These interventions have had a positive impact on rice farming in Kenya. The country has experienced an increase in rice production, with production levels reaching 100,000 metric tonnes in 2020. However, there is still room for improvement, and the government is committed to continuing to support rice farming in the country.
Successful Rice Farming Practices in Kenya
Rice farming in Kenya can be a profitable venture if done correctly. Here are some successful rice farming practices in Kenya:
- Selection of farmland: Choose a piece of land that has a steady supply of water, either from a river or a borehole. The land should also have fertile soil that is rich in nutrients.
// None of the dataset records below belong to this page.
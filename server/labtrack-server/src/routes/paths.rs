//! Centralized API route path constants

/// API base path
pub const API_V1: &str = "/api/v1";

/// Health check endpoints
pub mod health {
    pub const HEALTH: &str = "/health";
}

/// Analyzer endpoints, relative to [`API_V1`](super::API_V1)
pub mod analyzers {
    pub const ANALYZERS: &str = "/analyzers";
    pub const ANALYZER_BY_ID: &str = "/analyzers/:id";
}
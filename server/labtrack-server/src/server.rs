use std::sync::Arc;
use std::time::{Duration, Instant};

use anyhow::Result;
use audit_engine::{AuditTrail, AuditWorker};
use config_engine::{AppConfig, StorageBackend};
use database_layer::{
    AnalyzerStore, DatabasePool, HistoryStore, MemoryAnalyzerStore, MemoryHistoryStore,
    MemoryTableRegistry, PgAnalyzerStore, PgHistoryStore, PgTableRegistry, TableRegistry,
};
use tracing::info;

use crate::services::AnalyzerService;

/// Backing stores the server runs on
#[derive(Clone)]
pub struct Stores {
    pub analyzers: Arc<dyn AnalyzerStore>,
    pub tables: Arc<dyn TableRegistry>,
    pub history: Arc<dyn HistoryStore>,
    /// Present for the PostgreSQL backend so shutdown can close it
    pub pool: Option<DatabasePool>,
}

impl Stores {
    /// Process-local stores with `table_name` registered for history
    pub fn in_memory(table_name: &str) -> Self {
        Self {
            analyzers: Arc::new(MemoryAnalyzerStore::new()),
            tables: Arc::new(MemoryTableRegistry::with_tables(&[table_name])),
            history: Arc::new(MemoryHistoryStore::new()),
            pool: None,
        }
    }

    /// PostgreSQL stores sharing one pool
    pub fn postgres(pool: DatabasePool) -> Self {
        let pg = pool.pool().clone();
        Self {
            analyzers: Arc::new(PgAnalyzerStore::new(pg.clone())),
            tables: Arc::new(PgTableRegistry::new(pg.clone())),
            history: Arc::new(PgHistoryStore::new(pg)),
            pool: Some(pool),
        }
    }

    /// Build the stores selected by `config.database.backend`
    pub async fn from_config(config: &AppConfig) -> Result<Self> {
        match config.database.backend {
            StorageBackend::Memory => {
                info!("Using in-memory storage backend");
                Ok(Self::in_memory(&config.audit.table_name))
            }
            StorageBackend::Postgres => {
                let pool = DatabasePool::connect(&config.database).await?;
                if config.database.run_migrations {
                    pool.migrate().await?;
                }
                Ok(Self::postgres(pool))
            }
        }
    }
}

/// Main LabTrack server state
#[derive(Clone)]
pub struct LabTrackServer {
    /// Loaded configuration
    pub config: Arc<AppConfig>,
    /// Analyzer operations
    pub analyzers: AnalyzerService,
    started_at: Instant,
}

impl LabTrackServer {
    /// Wire the service onto `stores` and start the history worker.
    ///
    /// Must be called inside a tokio runtime. The returned worker finishes
    /// once every clone of the server state has been dropped.
    pub fn new(config: AppConfig, stores: &Stores) -> (Self, AuditWorker) {
        let (audit, worker) = AuditTrail::spawn(
            config.audit.table_name.clone(),
            Arc::clone(&stores.tables),
            Arc::clone(&stores.history),
        );

        let server = Self {
            config: Arc::new(config),
            analyzers: AnalyzerService::new(Arc::clone(&stores.analyzers), audit),
            started_at: Instant::now(),
        };

        (server, worker)
    }

    pub fn uptime(&self) -> Duration {
        self.started_at.elapsed()
    }

    pub fn backend_name(&self) -> &'static str {
        match self.config.database.backend {
            StorageBackend::Postgres => "postgres",
            StorageBackend::Memory => "memory",
        }
    }
}
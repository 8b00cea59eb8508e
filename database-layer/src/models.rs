// Database models
use chrono::{DateTime, Utc};
use serde::{Deserialize, Serialize};
use serde_json::{Map, Value};
use sqlx::FromRow;
use uuid::Uuid;

/// Top-level keys owned by the server; clients cannot smuggle them in as extras.
pub const RESERVED_FIELDS: &[&str] = &[
    "id",
    "_id",
    "name",
    "actived",
    "performedBy",
    "enabled",
    "createdAt",
    "updatedAt",
    "revision",
    "__v",
];

/// Drop reserved keys from a free-form field map.
pub fn strip_reserved(extra: &mut Map<String, Value>) {
    extra.retain(|key, _| !RESERVED_FIELDS.contains(&key.as_str()));
}

/// Laboratory analyzer tracked by the service
#[derive(Debug, Clone, PartialEq, Serialize, Deserialize)]
#[serde(rename_all = "camelCase")]
pub struct Analyzer {
    pub id: Uuid,
    pub name: String,
    /// Activation status
    pub actived: bool,
    /// Assigned staff member, empty when unassigned
    pub performed_by: String,
    /// Visibility flag; disabled analyzers are hidden from listings
    pub enabled: bool,
    pub created_at: DateTime<Utc>,
    pub updated_at: DateTime<Utc>,
    /// Bumped on every update. Server-internal, never part of API payloads.
    #[serde(skip)]
    pub revision: i64,
    #[serde(flatten)]
    pub extra: Map<String, Value>,
}

impl Analyzer {
    pub fn is_assigned(&self) -> bool {
        !self.performed_by.is_empty()
    }
}

/// Body of a create request
#[derive(Debug, Clone, Serialize, Deserialize)]
#[serde(rename_all = "camelCase")]
pub struct NewAnalyzer {
    pub name: String,
    #[serde(default)]
    pub actived: bool,
    #[serde(default)]
    pub performed_by: String,
    #[serde(default = "default_enabled")]
    pub enabled: bool,
    #[serde(flatten)]
    pub extra: Map<String, Value>,
}

fn default_enabled() -> bool {
    true
}

impl NewAnalyzer {
    pub fn new(name: impl Into<String>) -> Self {
        Self {
            name: name.into(),
            actived: false,
            performed_by: String::new(),
            enabled: true,
            extra: Map::new(),
        }
    }

    /// Build the stored record. Ids and timestamps are assigned here, not by clients.
    pub fn into_analyzer(mut self, now: DateTime<Utc>) -> Analyzer {
        strip_reserved(&mut self.extra);
        Analyzer {
            id: Uuid::new_v4(),
            name: self.name,
            actived: self.actived,
            performed_by: self.performed_by,
            enabled: self.enabled,
            created_at: now,
            updated_at: now,
            revision: 0,
            extra: self.extra,
        }
    }
}

/// Partial update; absent fields are left untouched
#[derive(Debug, Clone, Default, PartialEq, Serialize, Deserialize)]
#[serde(rename_all = "camelCase")]
pub struct AnalyzerPatch {
    #[serde(default, skip_serializing_if = "Option::is_none")]
    pub name: Option<String>,
    #[serde(default, skip_serializing_if = "Option::is_none")]
    pub actived: Option<bool>,
    #[serde(default, skip_serializing_if = "Option::is_none")]
    pub performed_by: Option<String>,
    #[serde(default, skip_serializing_if = "Option::is_none")]
    pub enabled: Option<bool>,
    #[serde(flatten)]
    pub extra: Map<String, Value>,
}

impl AnalyzerPatch {
    /// True when applying the patch would change nothing
    pub fn is_empty(&self) -> bool {
        self.name.is_none()
            && self.actived.is_none()
            && self.performed_by.is_none()
            && self.enabled.is_none()
            && self.extra.is_empty()
    }

    /// Extra fields the store may merge, reserved keys removed
    pub fn mergeable_extra(&self) -> Map<String, Value> {
        let mut extra = self.extra.clone();
        strip_reserved(&mut extra);
        extra
    }

    /// Apply onto an in-memory record, bumping its revision
    pub fn apply_to(&self, analyzer: &mut Analyzer, now: DateTime<Utc>) {
        if let Some(name) = &self.name {
            analyzer.name.clone_from(name);
        }
        if let Some(actived) = self.actived {
            analyzer.actived = actived;
        }
        if let Some(performed_by) = &self.performed_by {
            analyzer.performed_by.clone_from(performed_by);
        }
        if let Some(enabled) = self.enabled {
            analyzer.enabled = enabled;
        }
        analyzer.extra.extend(self.mergeable_extra());
        analyzer.revision += 1;
        analyzer.updated_at = now;
    }
}

/// Listing filter
#[derive(Debug, Clone, Copy, PartialEq, Eq)]
pub struct AnalyzerFilter {
    /// `None` matches both enabled and disabled analyzers
    pub enabled: Option<bool>,
}

impl Default for AnalyzerFilter {
    /// Soft-delete visibility rule: only enabled analyzers
    fn default() -> Self {
        Self {
            enabled: Some(true),
        }
    }
}

impl AnalyzerFilter {
    pub fn all() -> Self {
        Self { enabled: None }
    }

    pub fn matches(&self, analyzer: &Analyzer) -> bool {
        self.enabled.map_or(true, |enabled| analyzer.enabled == enabled)
    }
}

/// Logical category used to tag history entries
#[derive(Debug, Clone, PartialEq, Eq, Serialize, Deserialize, FromRow)]
pub struct Table {
    pub id: Uuid,
    pub name: String,
}

impl Table {
    pub fn new(name: impl Into<String>) -> Self {
        Self {
            id: Uuid::new_v4(),
            name: name.into(),
        }
    }
}

/// Immutable audit record describing one analyzer mutation
#[derive(Debug, Clone, PartialEq, Serialize, Deserialize, FromRow)]
pub struct HistoryEntry {
    pub id: Uuid,
    #[serde(rename = "analyzer")]
    pub analyzer_id: Uuid,
    #[serde(rename = "table")]
    pub table_id: Uuid,
    #[serde(rename = "user")]
    pub user_email: String,
    pub action: String,
    #[sqlx(rename = "recorded_at")]
    pub timestamp: DateTime<Utc>,
    /// Serialized JSON snapshot of the entity or the update payload
    pub data: String,
    pub brief: Option<String>,
}

/// History entry ready to be appended
#[derive(Debug, Clone, PartialEq)]
pub struct NewHistoryEntry {
    pub analyzer_id: Uuid,
    pub table_id: Uuid,
    pub user_email: String,
    pub action: String,
    pub timestamp: DateTime<Utc>,
    pub data: String,
    pub brief: Option<String>,
}

impl NewHistoryEntry {
    pub fn into_entry(self) -> HistoryEntry {
        HistoryEntry {
            id: Uuid::new_v4(),
            analyzer_id: self.analyzer_id,
            table_id: self.table_id,
            user_email: self.user_email,
            action: self.action,
            timestamp: self.timestamp,
            data: self.data,
            brief: self.brief,
        }
    }
}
- Farmland preparation: Clear the land of bushes and trees, and plow the land to a depth of at least 15cm. Level the land and make sure that there are no depressions or high spots that will affect the flow of water.
- Purchase of rice specie: Choose a rice variety that is suitable for the area where you plan to farm. Some of the popular rice varieties in Kenya include Basmati, Jasmine, and Arborio.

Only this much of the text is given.